Yılbaşı ve Noel tartışmasının ne ifade ettiğine dair kafa yorduğumuzda, bu kavramlar hakkında doğrudan belirleyici olan takvimin kökenine bakmak meselenin berraklaşması için faydalı olacaktır. Takvimin mahiyetinin ne olduğuna yoğunlaştığımızda meseleyi daha derinlikli idrak edebiliriz. "Yılbaşı neden Noel'e tesadüf ediyor?" sorusunun cevabı ancak uzun bir tarihsel süreç özetlenerek verilebilir.

Katsayı problemi

Takvim dediğimiz araç bizatihi zaman birimlerini hesaplama ve aralarında sabit bir ilişki tayin etme denemesidir. Takvim insanoğlunun mevcut veya muhayyel bir başlangıç noktası belirleyip tekrar eden periyotları tespit etmeye çalışarak zamanın döngüsünü izah girişiminin bir sonucudur.

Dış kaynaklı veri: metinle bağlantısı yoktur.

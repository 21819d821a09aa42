//! Tracing subscriber setup.

pub use tracing::{debug, error, info, warn, trace, instrument};
use tracing_subscriber::prelude::*;
use tracing_subscriber::{EnvFilter, fmt::{self, format::FmtSpan}};

const DEFAULT_FILTER: &str = "info";

/// Span close events (with their timings) are only shown at debug verbosity.
fn span_events(filter: &EnvFilter) -> FmtSpan {
    let directives = filter.to_string();
    if directives.contains("debug") || directives.contains("trace") {
        FmtSpan::CLOSE
    } else {
        FmtSpan::NONE
    }
}

pub fn init() {
    init_with_default(DEFAULT_FILTER);
}

/// Installs the global subscriber, filtering with `RUST_LOG` or else
/// `default_filter`. A second call is a no-op.
pub fn init_with_default(default_filter: &str) {
    let env_filter = EnvFilter::try_from_default_env()
        .unwrap_or_else(|_| EnvFilter::new(default_filter));

    let fmt_layer = fmt::layer()
        .with_target(false)
        .with_timer(fmt::time::uptime())
        .with_span_events(span_events(&env_filter));

    let _ = tracing_subscriber::registry()
        .with(env_filter)
        .with(fmt_layer)
        .try_init();
}
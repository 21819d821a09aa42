use std::fmt;
use std::str::FromStr;

use crate::hyperspectral::common::error::HyperspectralError;

/// Per-sample storage format of a cube or raster.
#[derive(Debug, Clone, Copy, PartialEq, Eq, Hash)]
pub enum SampleFormat {
    Gray8,
    Gray16Le,
    Gray16Be,
}

impl SampleFormat {
    pub fn byte_width(self) -> usize {
        match self {
            SampleFormat::Gray8 => 1,
            SampleFormat::Gray16Le | SampleFormat::Gray16Be => 2,
        }
    }

    pub fn as_str(self) -> &'static str {
        match self {
            SampleFormat::Gray8 => "GRAY8",
            SampleFormat::Gray16Le => "GRAY16_LE",
            SampleFormat::Gray16Be => "GRAY16_BE",
        }
    }

    /// Largest representable sample value.
    pub fn max_value(self) -> u32 {
        match self {
            SampleFormat::Gray8 => u8::MAX as u32,
            SampleFormat::Gray16Le | SampleFormat::Gray16Be => u16::MAX as u32,
        }
    }

    /// Decodes one sample stored in this format.
    pub fn read_sample(self, bytes: &[u8]) -> u16 {
        match self {
            SampleFormat::Gray8 => bytes[0] as u16,
            SampleFormat::Gray16Le => u16::from_le_bytes([bytes[0], bytes[1]]),
            SampleFormat::Gray16Be => u16::from_be_bytes([bytes[0], bytes[1]]),
        }
    }
}

impl FromStr for SampleFormat {
    type Err = HyperspectralError;

    fn from_str(s: &str) -> Result<Self, Self::Err> {
        match s {
            "GRAY8" => Ok(SampleFormat::Gray8),
            "GRAY16_LE" => Ok(SampleFormat::Gray16Le),
            "GRAY16_BE" => Ok(SampleFormat::Gray16Be),
            other => Err(HyperspectralError::UnsupportedFormat(other.to_string())),
        }
    }
}

impl fmt::Display for SampleFormat {
    fn fmt(&self, f: &mut fmt::Formatter<'_>) -> fmt::Result {
        f.write_str(self.as_str())
    }
}

/// How the cube is laid out in its buffer.
#[derive(Debug, Clone, Copy, PartialEq, Eq, Hash, Default)]
pub enum Layout {
    /// One contiguous width x height plane per wavelength, in mosaic order
    #[default]
    Multiplane,
    /// One vector of all wavelengths per spatial pixel, pixels in raster order
    Interleaved,
}

impl Layout {
    pub fn as_str(self) -> &'static str {
        match self {
            Layout::Multiplane => "multiplane",
            Layout::Interleaved => "interleaved",
        }
    }
}

impl FromStr for Layout {
    type Err = HyperspectralError;

    fn from_str(s: &str) -> Result<Self, Self::Err> {
        match s {
            "multiplane" => Ok(Layout::Multiplane),
            "interleaved" => Ok(Layout::Interleaved),
            other => Err(HyperspectralError::UnknownLayout(other.to_string())),
        }
    }
}

impl fmt::Display for Layout {
    fn fmt(&self, f: &mut fmt::Formatter<'_>) -> fmt::Result {
        f.write_str(self.as_str())
    }
}
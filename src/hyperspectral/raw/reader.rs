use crate::hyperspectral::common::error::Result;
use crate::hyperspectral::raw::types::RawImageData;

pub trait RawImageReader {
    fn read_raw(&self, data: &[u8]) -> Result<RawImageData>;
}
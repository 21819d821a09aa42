//! Data cube geometry and buffer binding
//!
//! `CubeDescriptor` is the single source of truth for cube dimensions and
//! byte sizes; `CubeFrame`/`CubeFrameMut` bind a descriptor to a buffer for
//! the duration of one operation.

mod format;
mod descriptor;
mod frame;

pub use format::{Layout, SampleFormat};
pub use descriptor::{CubeDeclaration, CubeDescriptor};
pub use frame::{CubeFrame, CubeFrameMut};

/// Media type tag carried in cube declarations and dump headers.
pub const HYPERSPECTRAL_MEDIA_TYPE: &str = "video/hyperspectral-cube";
//! Heap analysis: the connection graph and the queries built on it.
//!
//! Everything in this module is a pure function of an analyzed
//! [`Snapshot`](crate::snapshot::Snapshot) and the query arguments; no analysis
//! mutates the snapshot. The heavy lifting (the forward and reverse connection
//! scan) happens once during initialize, so the per-query work here is cheap
//! enough for interactive use.
//!
//! # Key Components
//!
//! - [`connections`] - per-entity reference/referenced-by edges with a
//!   precomputed reverse adjacency
//! - [`roots`] - breadth-first shortest path from an entity to a GC root
//! - [`duplicates`] - content-hash grouping of structurally identical objects
//! - [`expansion`] - on-demand field tree expansion
//! - [`jobs`] - the background worker queue the presentation layer drives
//!
//! # Example
//!
//! ```rust,no_run
//! use heapscope::{Snapshot, snapshot::entities::{EntityRef, ManagedObjectIndex}};
//!
//! let snapshot = Snapshot::from_file("capture.heap".as_ref())?;
//! let entity = EntityRef::Managed(ManagedObjectIndex::new(0));
//!
//! let set = snapshot.connections_of(entity);
//! println!("{} out, {} in", set.references.len(), set.referenced_by.len());
//!
//! if let Some(path) = snapshot.shortest_path_to_root(entity) {
//!     println!("rooted through {} ({})", path.root().unwrap(), path.reason);
//! }
//! # Ok::<(), heapscope::Error>(())
//! ```

pub mod connections;
pub mod duplicates;
pub mod expansion;
pub mod jobs;
pub mod roots;

pub use connections::{Connection, ConnectionSet, FieldRef};
pub use duplicates::{DuplicateGroup, DuplicateReport};
pub use expansion::{ChildDescriptor, ChildKind, FieldSource, FieldTarget};
pub use jobs::{JobKind, JobQueue, StopToken};
pub use roots::{RootPath, RootReason};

Zaman mefhumu insan zihninde söz konusu döngüyle anlam kazanır. Bir ölçüm olmaksızın insan için zamanın akışı anlamlandırılamaz. Ancak zamanı ölçmek için ilk bakışta şahit olduğumuz tek bir döngüden söz edemeyiz. Gece ve gündüzün oluşumuna sebep olan Dünya'nın kendi ekseni etrafında dönüşü, mevsimlerin meydana gelmesini sağlayan Dünya'nın Güneş'in çevresinde bir tam tur dönüşü ve Ay'ın Dünya etrafındaki dönüşü birbirinden farklı zaman döngülerini ortaya çıkarır.

Problem tam olarak burada başlıyor. Çünkü gün, ay ve yıl gibi söz konusu zaman döngüleri arasında aslında sabit bir ilişki yoktur. Tam aksine, kelimenin tam anlamıyla bir katsayı problemi vardır.

Astronomi yordamıyla edindiğimiz bilgiler bize bir Güneş yılının uzunluğunun 365 gün 5sa. 48dk. 46,15s., bir kameri ayın uzunluğunun 29 gün 12sa. 44dk. 2,87s. olduğunu söylüyor. 12 kameri ayın uzunluğu 354 gün 8sa. 48dk. 34s ise bu iki yıl hesaplaması arasındaki fark 10 gün. 21sa. 0dk. 12s. olarak karşımıza çıkıyor.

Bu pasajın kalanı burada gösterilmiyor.